学校からの帰宅途中に野良犬を見かけ、可愛さついでに給食の残りのパンを分け与えてしまった。

犬は学習能力が高い。「こいつは餌をくれる」と思ったのか自宅まで付きまとわれ、挙句自宅の前に居座り長時間ギャンギャンと吠えたてられたことを記憶している。

親には「無暗に野良犬や野良猫に餌を与えてはならない」と、こっぴどく叱られた。

 

ネットサーフィンをしていると、『周南市緑地公園が野犬だらけでやばい』という記事と動画が挙げられているのを発見した。

 

なんでも周南市は野犬の生息頭数が日本一だというのだ。

 

実際にその周辺を訪れたことがある。

緑地公園周辺の何の変哲もない、ドラックストアがあるような一角で野犬数匹に追いかけ回されて道路上で転倒している小学生を見たことがあるし、隣接する市営墓地には数匹の野犬がたむろしいるのを見た。

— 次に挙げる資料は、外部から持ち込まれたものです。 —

//! Technical indicator arithmetic over daily closes
//!
//! Every function takes slices ordered oldest first and returns one value per
//! input element. `None` means "no value": either the trailing window is not
//! full yet, or the arithmetic produced a non-finite number.
//!
//! # Conventions
//! - Moving averages are simple arithmetic means of the trailing N values.
//! - Standard deviations are sample (n - 1) deviations.
//! - Exponential averages are seeded with the first value and carry no bias
//!   adjustment: `ema = alpha * x + (1 - alpha) * ema_prev`.

/// Seed value for K and D on the first bar
pub const STOCHASTIC_SEED: f64 = 50.0;

/// RSV used when the rolling high equals the rolling low
pub const RSV_DEGENERATE: f64 = 50.0;

/// Normalize a value to "no value" when it is NaN or infinite
pub fn finite(value: f64) -> Option<f64> {
    if value.is_finite() {
        Some(value)
    } else {
        None
    }
}

/// Calculate Simple Moving Average for a given period
///
/// # Returns
/// * One entry per close; the first `period - 1` entries are `None`
pub fn calculate_sma(closes: &[f64], period: usize) -> Vec<Option<f64>> {
    let mut ma_values = vec![None; closes.len()];

    if period == 0 || closes.len() < period {
        return ma_values;
    }

    let mut window_sum: f64 = closes[..period].iter().sum();
    ma_values[period - 1] = finite(window_sum / period as f64);

    for i in period..closes.len() {
        window_sum += closes[i] - closes[i - period];
        ma_values[i] = finite(window_sum / period as f64);
    }

    ma_values
}

/// Rolling sample standard deviation over `period` values
pub fn calculate_rolling_std(values: &[f64], period: usize) -> Vec<Option<f64>> {
    let mut std_values = vec![None; values.len()];

    if period < 2 || values.len() < period {
        return std_values;
    }

    for i in (period - 1)..values.len() {
        let window = &values[i + 1 - period..=i];
        let mean = window.iter().sum::<f64>() / period as f64;
        let variance = window.iter().map(|v| (v - mean).powi(2)).sum::<f64>() / (period - 1) as f64;
        std_values[i] = finite(variance.sqrt());
    }

    std_values
}

/// Bollinger bands as (mid, upper, lower) per element
pub fn calculate_bollinger(
    closes: &[f64],
    period: usize,
    width: f64,
) -> Vec<(Option<f64>, Option<f64>, Option<f64>)> {
    let mids = calculate_sma(closes, period);
    let stds = calculate_rolling_std(closes, period);

    mids.into_iter()
        .zip(stds)
        .map(|(mid, std)| match (mid, std) {
            (Some(m), Some(s)) => (Some(m), finite(m + width * s), finite(m - width * s)),
            (mid, _) => (mid, None, None),
        })
        .collect()
}

/// Exponential moving average with smoothing factor `alpha`, seeded with the
/// first value
pub fn calculate_ema_alpha(values: &[f64], alpha: f64) -> Vec<f64> {
    let mut ema = Vec::with_capacity(values.len());
    let mut prev: Option<f64> = None;

    for &value in values {
        let next = match prev {
            Some(p) => alpha * value + (1.0 - alpha) * p,
            None => value,
        };
        ema.push(next);
        prev = Some(next);
    }

    ema
}

/// Exponential moving average by span: alpha = 2 / (span + 1)
pub fn calculate_ema(values: &[f64], span: usize) -> Vec<f64> {
    calculate_ema_alpha(values, 2.0 / (span as f64 + 1.0))
}

/// Raw stochastic value per bar over a `period`-bar high/low window
///
/// The first bars use however many bars are available. When the window's high
/// equals its low the RSV is exactly 50.
pub fn calculate_rsv(highs: &[f64], lows: &[f64], closes: &[f64], period: usize) -> Vec<f64> {
    let len = closes.len().min(highs.len()).min(lows.len());
    let period = period.max(1);

    (0..len)
        .map(|i| {
            let start = (i + 1).saturating_sub(period);
            let high = highs[start..=i].iter().copied().fold(f64::MIN, f64::max);
            let low = lows[start..=i].iter().copied().fold(f64::MAX, f64::min);
            let range = high - low;

            if range == 0.0 {
                return RSV_DEGENERATE;
            }

            let rsv = 100.0 * (closes[i] - low) / range;
            if rsv.is_finite() {
                rsv
            } else {
                RSV_DEGENERATE
            }
        })
        .collect()
}

/// K/D recurrence over an RSV sequence
///
/// K and D are 50 on the first element. After that
/// `k = 2/3 * k_prev + 1/3 * rsv` and `d = 2/3 * d_prev + 1/3 * k`.
/// State carries forward, so the sequence must be in date order.
pub fn stochastic_recurrence(rsv: &[f64]) -> Vec<(f64, f64)> {
    let mut out = Vec::with_capacity(rsv.len());

    rsv.iter().enumerate().fold(
        (STOCHASTIC_SEED, STOCHASTIC_SEED),
        |(k_prev, d_prev), (i, &value)| {
            let (k, d) = if i == 0 {
                (STOCHASTIC_SEED, STOCHASTIC_SEED)
            } else {
                let k = (2.0 / 3.0) * k_prev + (1.0 / 3.0) * value;
                let d = (2.0 / 3.0) * d_prev + (1.0 / 3.0) * k;
                (k, d)
            };
            out.push((k, d));
            (k, d)
        },
    );

    out
}

/// Stochastic oscillator as (K, D, J) per bar; J = 3K - 2D, unclamped
///
/// The first `period - 1` bars take their RSV from the bars available so far
/// rather than a full window. K and D carry that start forward, so values over
/// roughly the first 50 bars differ from a series seeded after a full window.
pub fn calculate_kdj(
    highs: &[f64],
    lows: &[f64],
    closes: &[f64],
    period: usize,
) -> Vec<(Option<f64>, Option<f64>, Option<f64>)> {
    let rsv = calculate_rsv(highs, lows, closes, period);

    stochastic_recurrence(&rsv)
        .into_iter()
        .map(|(k, d)| (finite(k), finite(d), finite(3.0 * k - 2.0 * d)))
        .collect()
}

/// MACD as (DIF, DEA, histogram) per bar
///
/// DIF = EMA(fast) - EMA(slow), DEA = EMA(signal) of DIF,
/// histogram = 2 * (DIF - DEA).
pub fn calculate_macd(
    closes: &[f64],
    fast: usize,
    slow: usize,
    signal: usize,
) -> Vec<(Option<f64>, Option<f64>, Option<f64>)> {
    let fast_ema = calculate_ema(closes, fast);
    let slow_ema = calculate_ema(closes, slow);
    let dif: Vec<f64> = fast_ema.iter().zip(&slow_ema).map(|(f, s)| f - s).collect();
    let dea = calculate_ema(&dif, signal);

    dif.iter()
        .zip(&dea)
        .map(|(&dif, &dea)| (finite(dif), finite(dea), finite(2.0 * (dif - dea))))
        .collect()
}

/// Relative strength index smoothed with a center-of-mass exponential average
///
/// alpha = 1 / (1 + com). The first bar has no delta and therefore no RSI.
/// When the smoothed loss is zero the RSI is `None`.
pub fn calculate_rsi(closes: &[f64], com: f64) -> Vec<Option<f64>> {
    let mut rsi_values = vec![None; closes.len()];

    if closes.len() < 2 {
        return rsi_values;
    }

    let alpha = 1.0 / (1.0 + com);
    let deltas: Vec<f64> = closes.windows(2).map(|w| w[1] - w[0]).collect();
    let gains: Vec<f64> = deltas.iter().map(|d| d.max(0.0)).collect();
    let losses: Vec<f64> = deltas.iter().map(|d| (-d).max(0.0)).collect();

    let avg_gain = calculate_ema_alpha(&gains, alpha);
    let avg_loss = calculate_ema_alpha(&losses, alpha);

    for (i, (gain, loss)) in avg_gain.iter().zip(&avg_loss).enumerate() {
        if *loss == 0.0 {
            continue;
        }
        let rs = gain / loss;
        rsi_values[i + 1] = finite(100.0 - 100.0 / (1.0 + rs));
    }

    rsi_values
}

当時、新しく住む場所を探していた時だったので、『この地区に住むのは絶対ありえないな』と強く思った次第だ。

どうやって集計したのかは不明だが、緑地公園内には200匹近い野犬が生息しているらしい。

 

今に始まったことではないだろう。

街のど真ん中に突如現れる広大な緑地帯。

周辺にはいくつも駐車場があり、飼えなくなった犬を遺棄するのは容易な場所だ。

所詮愛玩道具、要らねば捨てるは良くある話。

せめてもの情けで緑豊かな土地に・・・。

 

今流行の動物愛護の観点から行政は殺処分することも出来ず、愛護団体の里親支援とやらも有効なほど機能していないようにも伺える。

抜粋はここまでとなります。